Please have a look at the following example as there is the need to use the “sed” command line in Linux in order to have the fasta file in the desired format.
- Download this fasta Viridiplantae from Uniprot.
- Open a terminal window and see how the fasta file looks like.
head uniprotkb_viridiplantae.fasta >TR:A0A022_9ACTO A0A022 Putative dehydrogenase OS=Streptomyces ghanaensis PE=4 SV=1 MPSMLDAVVVGAGPNGLTAAVELARRGFSVALFEARDTVGGGARTEELTLPGFRHDPCSA
Note: Have a look at the first line of the fasta file. The accession ID A0A022 is not in between “|”. There is the need to reformat the whole fasta for the accessions IDs.
- Rectify the fasta file in order to have the correct format.
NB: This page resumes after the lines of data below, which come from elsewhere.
pub mod events;

pub use events::{BookingEvent, BookingEventKind};
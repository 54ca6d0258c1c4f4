pub mod inventory;
pub mod ledger;

pub use inventory::{HoldId, InventoryError, SeatHold, SeatInventory};
pub use ledger::InventoryLedger;
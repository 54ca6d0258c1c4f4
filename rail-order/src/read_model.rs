use chrono::{DateTime, Utc};
use rail_core::repository::ScheduleCatalog;
use rail_core::{Booking, BookingStatus, CoreResult};
use serde::Serialize;
use std::collections::HashMap;
use std::sync::Arc;

/// Booking as shown to a customer.
///
/// Price and seat count come from the reservation snapshot; route fields are
/// looked up at read time and left out when the schedule no longer exists.
#[derive(Debug, Clone, Serialize, PartialEq)]
pub struct BookingView {
    pub id: i64,
    pub user_id: i64,
    pub schedule_id: i64,
    pub booking_code: String,
    pub status: BookingStatus,
    pub seat_count: u32,
    pub price_per_seat: i64,
    pub total_price: i64,
    pub created_at: DateTime<Utc>,
    pub expires_at: DateTime<Utc>,
    #[serde(skip_serializing_if = "Option::is_none")]
    pub origin: Option<String>,
    #[serde(skip_serializing_if = "Option::is_none")]
    pub destination: Option<String>,
    #[serde(skip_serializing_if = "Option::is_none")]
    pub departure_time: Option<DateTime<Utc>>,
    #[serde(skip_serializing_if = "Option::is_none")]
    pub arrival_time: Option<DateTime<Utc>>,
    #[serde(skip_serializing_if = "Option::is_none")]
    pub train_name: Option<String>,
}

impl From<&Booking> for BookingView {
    fn from(b: &Booking) -> Self {
        Self {
            id: b.id,
            user_id: b.user_id,
            schedule_id: b.schedule_id,
            booking_code: b.booking_code.clone(),
            status: b.status,
            seat_count: b.seat_count,
            price_per_seat: b.price_per_seat,
            total_price: b.total_price,
            created_at: b.created_at,
            expires_at: b.hold_deadline,
            origin: None,
            destination: None,
            departure_time: None,
            arrival_time: None,
            train_name: None,
        }
    }
}

pub struct BookingReadModel {
    catalog: Arc<dyn ScheduleCatalog>,
}

impl BookingReadModel {
    pub fn new(catalog: Arc<dyn ScheduleCatalog>) -> Self {
        Self { catalog }
    }

    pub async fn view(&self, booking: &Booking) -> CoreResult<BookingView> {
        let mut view = BookingView::from(booking);
        if let Some(details) = self.catalog.schedule_details(booking.schedule_id).await? {
            view.origin = Some(details.origin);
            view.destination = Some(details.destination);
            view.departure_time = Some(details.departure_time);
            view.arrival_time = Some(details.arrival_time);
            view.train_name = details.train_name;
        }
        Ok(view)
    }

    /// Enrich a page of bookings, looking each schedule up once.
    pub async fn views(&self, bookings: &[Booking]) -> CoreResult<Vec<BookingView>> {
        let mut details = HashMap::new();
        for booking in bookings {
            if !details.contains_key(&booking.schedule_id) {
                let found = self.catalog.schedule_details(booking.schedule_id).await?;
                details.insert(booking.schedule_id, found);
            }
        }

        Ok(bookings
            .iter()
            .map(|booking| {
                let mut view = BookingView::from(booking);
                if let Some(Some(d)) = details.get(&booking.schedule_id) {
                    view.origin = Some(d.origin.clone());
                    view.destination = Some(d.destination.clone());
                    view.departure_time = Some(d.departure_time);
                    view.arrival_time = Some(d.arrival_time);
                    view.train_name = d.train_name.clone();
                }
                view
            })
            .collect())
    }
}
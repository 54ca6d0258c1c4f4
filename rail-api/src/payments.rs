use axum::{
    extract::{Json, State},
    routing::post,
    Router,
};
use rail_core::PaymentOutcome;
use rail_order::BookingView;
use serde::Deserialize;
use tracing::info;

use crate::error::AppError;
use crate::state::AppState;

/// Status report from the payment provider.
#[derive(Debug, Deserialize)]
pub struct PaymentCallback {
    pub booking_id: i64,
    pub user_id: i64,
    pub status: String,
}

pub fn routes() -> Router<AppState> {
    Router::new().route("/v1/payments/callback", post(payment_callback))
}

async fn payment_callback(
    State(state): State<AppState>,
    Json(callback): Json<PaymentCallback>,
) -> Result<Json<BookingView>, AppError> {
    let outcome: PaymentOutcome = callback.status.parse()?;
    info!(
        "Payment callback for booking {}: {}",
        callback.booking_id, callback.status
    );

    let booking = state
        .engine
        .confirm(callback.booking_id, callback.user_id, outcome)
        .await?;
    state
        .metrics
        .payments
        .with_label_values(&[booking.status.as_str()])
        .inc();

    Ok(Json(state.read_model.view(&booking).await?))
}
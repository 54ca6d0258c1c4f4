use axum::{
    extract::{Json, Path, State},
    routing::get,
    Router,
};
use rail_catalog::SeatInventory;
use serde::Serialize;

use crate::error::AppError;
use crate::state::AppState;

#[derive(Debug, Serialize)]
pub struct AvailabilityResponse {
    pub schedule_id: i64,
    pub capacity: u32,
    pub held: u32,
    pub sold: u32,
    pub available: u32,
    pub utilization: f64,
}

impl From<SeatInventory> for AvailabilityResponse {
    fn from(inv: SeatInventory) -> Self {
        Self {
            schedule_id: inv.schedule_id,
            capacity: inv.capacity,
            held: inv.held,
            sold: inv.sold,
            available: inv.available(),
            utilization: inv.utilization(),
        }
    }
}

pub fn routes() -> Router<AppState> {
    Router::new().route("/v1/schedules/{id}/availability", get(availability))
}

async fn availability(
    State(state): State<AppState>,
    Path(schedule_id): Path<i64>,
) -> Result<Json<AvailabilityResponse>, AppError> {
    let inventory = state.engine.availability(schedule_id).await?;
    Ok(Json(inventory.into()))
}
use axum::{
    http::StatusCode,
    response::{IntoResponse, Response},
    Json,
};
use rail_core::CoreError;
use serde_json::json;

#[derive(Debug, thiserror::Error)]
pub enum AppError {
    #[error(transparent)]
    Core(#[from] CoreError),
    #[error("Internal service error: {0}")]
    Internal(String),
}

impl AppError {
    pub fn status(&self) -> StatusCode {
        match self {
            AppError::Core(err) => match err {
                CoreError::Validation(_) => StatusCode::BAD_REQUEST,
                CoreError::NotFound(_) => StatusCode::NOT_FOUND,
                CoreError::SeatsUnavailable { .. }
                | CoreError::NotCancellable(_)
                | CoreError::AlreadyFinalized { .. } => StatusCode::CONFLICT,
                CoreError::StoreUnavailable(_) => StatusCode::SERVICE_UNAVAILABLE,
                CoreError::DuplicateBookingCode(_) | CoreError::Corrupted(_) | CoreError::Internal(_) => {
                    StatusCode::INTERNAL_SERVER_ERROR
                }
            },
            AppError::Internal(_) => StatusCode::INTERNAL_SERVER_ERROR,
        }
    }
}

impl IntoResponse for AppError {
    fn into_response(self) -> Response {
        let status = self.status();
        let error_message = match status {
            StatusCode::SERVICE_UNAVAILABLE => {
                tracing::error!("Store unavailable: {}", self);
                "Service temporarily unavailable".to_string()
            }
            s if s.is_server_error() => {
                tracing::error!("Internal Server Error: {}", self);
                "Internal Server Error".to_string()
            }
            _ => self.to_string(),
        };

        let body = Json(json!({
            "error": error_message,
        }));

        (status, body).into_response()
    }
}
sed -E 's/(>[A-Za-z]+):([A-Z0-9]+)_(.*)/\1|\2|\3/g' uniprotkb_viridiplantae.fasta > uniprotkb_viridiplantae_mod.fasta
Note: This is an example and not an universal command. The user will need to understand from their sequences how to change them in order to obtain the correct format.
- Let us have a look at the modified file.
head uniprotkb_viridiplantae_mod.fasta >TR|A0A022|9ACTO A0A022 Putative dehydrogenase OS=Streptomyces ghanaensis PE=4 SV=1 MPSMLDAVVVGAGPNGLTAAVELARRGFSVALFEARDTVGGGARTEELTLPGFRHDPCSA
Now it looks very similar to what we wanted.
- It is now safe to create the database using the Blast+ executables.
./makeblastdb -dbtype prot -in /path/to/uniprotkb_viridiplantae_mod.fasta -parse_seqids -out uniprotkb_viridiplantae_mod_db
- Run blast.
./blastx -db ~/path/to/your/uniprotkb_viridiplantae_mod_db/ -outfmt 5 -evalue 1e-3 -word_size 3 -show_gis -num_alignments 20 -max_hsps 20 -num_threads 5 -out local_blast.xml -query 10_seq.fasta
- Load your local_blast.xml file into Blast2GO (File -> Load -> Load Blast Results -> XML files) and visualize several Blast results (Show Blast Results) to see if the accession appears in the right place (ACC).
- You can proceed with the mapping step as usual.